Fig 6. Tuft cell-deficient mice display local deficiencies in response against H. diminuta.

Male (●) and female (◼) littermate Pou2f3^{+/+, +/-, -/-} mice were infected with 5 cysticercoids of H. diminuta and assessed at days post-infection (dpi). (A) Goblet cells (PAS⁺) were enumerated in mid-jejunal sections and are represented as number of cells/villus crypt unit (VCU) averaged over at least 3 full VCUs/mouse. (B) Small intestinal transit was measured as % of the small intestine covered by Evan’s blue dye 15 min after oral gavage. (C) Eosinophils were enumerated in mid-jejunal sections and presented as cells per HPF. (D) Mast cell protease-1 concentrations were measured by ELISA in mid-jejunal homogenates. (E) Small intestinal epithelial cell isolations from naïve mice and H. diminuta-infected mice (11 dpi) were used for mRNA analysis.
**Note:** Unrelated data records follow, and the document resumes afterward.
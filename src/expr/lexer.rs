//! Lexer for the equation mini-language using logos

use logos::Logos;

/// Byte range in source text
pub type Span = std::ops::Range<usize>;

#[derive(Logos, Debug, Clone, PartialEq)]
#[logos(skip r"[ \t\n\r]+")]
pub enum Token {
    // Operators (order matters - longer patterns first)
    #[token("**")]
    DoubleStar,
    #[token("*")]
    Star,
    #[token("+")]
    Plus,
    #[token("-")]
    Minus,
    #[token("/")]
    Slash,
    #[token("^")]
    Caret,

    // Delimiters
    #[token("(")]
    ParenOpen,
    #[token(")")]
    ParenClose,

    // Literals
    #[regex(r"[a-zA-Z_][a-zA-Z0-9_]*", |lex| lex.slice().to_string())]
    Ident(String),

    #[regex(r"[0-9]+(\.[0-9]+)?", |lex| lex.slice().parse::<f64>().ok())]
    Number(f64),
}

/// Lex input string into tokens with spans
pub fn lex(input: &str) -> impl Iterator<Item = (Token, Span)> + '_ {
    Token::lexer(input)
        .spanned()
        .filter_map(|(tok, span)| tok.ok().map(|t| (t, span)))
}

#[cfg(test)]
mod tests {
    use super::*;

    #[test]
    fn test_operators() {
        let tokens: Vec<_> = lex("+ - * / ^ **").map(|(t, _)| t).collect();
        assert_eq!(
            tokens,
            vec![
                Token::Plus,
                Token::Minus,
                Token::Star,
                Token::Slash,
                Token::Caret,
                Token::DoubleStar,
            ]
        );
    }

    #[test]
    fn test_double_star_not_split() {
        let tokens: Vec<_> = lex("x**2").map(|(t, _)| t).collect();
        assert_eq!(
            tokens,
            vec![
                Token::Ident("x".to_string()),
                Token::DoubleStar,
                Token::Number(2.0),
            ]
        );
    }

    #[test]
    fn test_numbers() {
        let tokens: Vec<_> = lex("42 3.14 0.5").map(|(t, _)| t).collect();
        assert_eq!(
            tokens,
            vec![
                Token::Number(42.0),
                Token::Number(3.14),
                Token::Number(0.5),
            ]
        );
    }

    #[test]
    fn test_negative_number_lexes_as_minus() {
        // Unary minus is handled by the parser, not the lexer.
        let tokens: Vec<_> = lex("-10").map(|(t, _)| t).collect();
        assert_eq!(tokens, vec![Token::Minus, Token::Number(10.0)]);
    }

    #[test]
    fn test_identifiers() {
        let tokens: Vec<_> = lex("x_panel__center y1").map(|(t, _)| t).collect();
        assert_eq!(
            tokens,
            vec![
                Token::Ident("x_panel__center".to_string()),
                Token::Ident("y1".to_string()),
            ]
        );
    }

    #[test]
    fn test_function_call() {
        let tokens: Vec<_> = lex("sqrt(x - 5)").map(|(t, _)| t).collect();
        assert_eq!(
            tokens,
            vec![
                Token::Ident("sqrt".to_string()),
                Token::ParenOpen,
                Token::Ident("x".to_string()),
                Token::Minus,
                Token::Number(5.0),
                Token::ParenClose,
            ]
        );
    }

    #[test]
    fn test_complete_equation() {
        let input = "sqrt((x_a - x_b) ^ 2 + (y_a - y_b) ^ 2) - 100.00000000";
        let tokens: Vec<_> = lex(input).map(|(t, _)| t).collect();
        assert!(tokens.contains(&Token::Ident("x_a".to_string())));
        assert!(tokens.contains(&Token::Caret));
        assert!(tokens.contains(&Token::Number(100.0)));
    }
}
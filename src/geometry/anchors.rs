//! Per-shape-type catalog of named attachment points
//!
//! Anchors are derived state: computed fresh from shape parameters every
//! time they are needed, never stored. Offsets live in the shape's local
//! frame and ignore rotation; world resolution applies rotation later
//! (see [`super::rotation`]).

use std::f64::consts::PI;

use super::shape::{Shape, Vec2};

/// A named local-space attachment point on a shape
#[derive(Debug, Clone, PartialEq)]
pub struct AnchorPoint {
    pub key: String,
    pub offset: Vec2,
}

impl AnchorPoint {
    fn new(key: impl Into<String>, x: f64, y: f64) -> Self {
        Self {
            key: key.into(),
            offset: Vec2::new(x, y),
        }
    }
}

/// Compute the anchor catalog for a shape.
///
/// Every shape gets a `center` anchor at the origin. The rest depend on
/// the shape type and its parameters; unknown types get only `center`.
pub fn anchor_points(shape: &Shape) -> Vec<AnchorPoint> {
    let mut anchors = vec![AnchorPoint::new("center", 0.0, 0.0)];
    let param = |key: &str| shape.param(key).unwrap_or(0.0);

    match shape.shape_type.as_str() {
        "rect" | "square" => {
            let hw = param("width") / 2.0;
            let hh = param("height") / 2.0;
            anchors.push(AnchorPoint::new("top_left", -hw, -hh));
            anchors.push(AnchorPoint::new("top_right", hw, -hh));
            anchors.push(AnchorPoint::new("bottom_left", -hw, hh));
            anchors.push(AnchorPoint::new("bottom_right", hw, hh));
            anchors.push(AnchorPoint::new("top", 0.0, -hh));
            anchors.push(AnchorPoint::new("bottom", 0.0, hh));
            anchors.push(AnchorPoint::new("left", -hw, 0.0));
            anchors.push(AnchorPoint::new("right", hw, 0.0));
        }
        "circle" => {
            let r = param("radius");
            push_cardinals(&mut anchors, "", r);
        }
        "ring" => {
            let outer = param("outer_radius");
            push_cardinals(&mut anchors, "", outer);
            let inner = param("inner_radius");
            if inner > 0.0 {
                push_cardinals(&mut anchors, "inner_", inner);
            }
        }
        "ellipse" => {
            let rx = param("radius_x");
            let ry = param("radius_y");
            anchors.push(AnchorPoint::new("right", rx, 0.0));
            anchors.push(AnchorPoint::new("left", -rx, 0.0));
            anchors.push(AnchorPoint::new("top", 0.0, -ry));
            anchors.push(AnchorPoint::new("bottom", 0.0, ry));
        }
        "polygon" => {
            let r = param("radius");
            let sides = (param("sides") as usize).max(3);
            let step = 2.0 * PI / sides as f64;
            for i in 0..sides {
                // First vertex at the top, stepping clockwise (Y-down)
                let angle = -PI / 2.0 + i as f64 * step;
                anchors.push(AnchorPoint::new(
                    format!("vertex_{}", i),
                    r * angle.cos(),
                    r * angle.sin(),
                ));
            }
        }
        "triangle" => {
            let hw = param("width") / 2.0;
            let hh = param("height") / 2.0;
            anchors.push(AnchorPoint::new("apex", 0.0, -hh));
            anchors.push(AnchorPoint::new("base_left", -hw, hh));
            anchors.push(AnchorPoint::new("base_right", hw, hh));
            anchors.push(AnchorPoint::new("base_mid", 0.0, hh));
        }
        "arc" => {
            let r = param("radius");
            let start = param("start_angle").to_radians();
            let end = param("end_angle").to_radians();
            let mid = (start + end) / 2.0;
            anchors.push(AnchorPoint::new("start", r * start.cos(), r * start.sin()));
            anchors.push(AnchorPoint::new("end", r * end.cos(), r * end.sin()));
            anchors.push(AnchorPoint::new("mid", r * mid.cos(), r * mid.sin()));
        }
        "arrow" => {
            let half = param("length") / 2.0;
            anchors.push(AnchorPoint::new("tail", -half, 0.0));
            anchors.push(AnchorPoint::new("tip", half, 0.0));
        }
        _ => {}
    }

    anchors
}

/// Symbolic id for an anchor, sanitized so it is always a valid equation
/// symbol. Unique within a solve as long as shape names are unique.
pub fn anchor_symbol(shape_name: &str, key: &str) -> String {
    format!("{}__{}", sanitize(shape_name), sanitize(key))
}

fn sanitize(text: &str) -> String {
    text.chars()
        .map(|c| if c.is_ascii_alphanumeric() || c == '_' { c } else { '_' })
        .collect()
}

fn push_cardinals(anchors: &mut Vec<AnchorPoint>, prefix: &str, radius: f64) {
    anchors.push(AnchorPoint::new(format!("{}right", prefix), radius, 0.0));
    anchors.push(AnchorPoint::new(format!("{}left", prefix), -radius, 0.0));
    anchors.push(AnchorPoint::new(format!("{}top", prefix), 0.0, -radius));
    anchors.push(AnchorPoint::new(format!("{}bottom", prefix), 0.0, radius));
}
Gene expression data were normalized within each sample to the housekeeping gene 18S rRNA and then to uninfected wild type mice. Data are mean ± SEM, n = 2-9/group, pooled from 2–3 experiments, (A-D) * represents p<0.05 compared to uninfected mice and (E) * and # represent p<0.05 analysed by two-way ANOVA and Tukey’s post-test, where * compared to uninfected mice of the respective genotype and # compared to infected wild type (WT) control.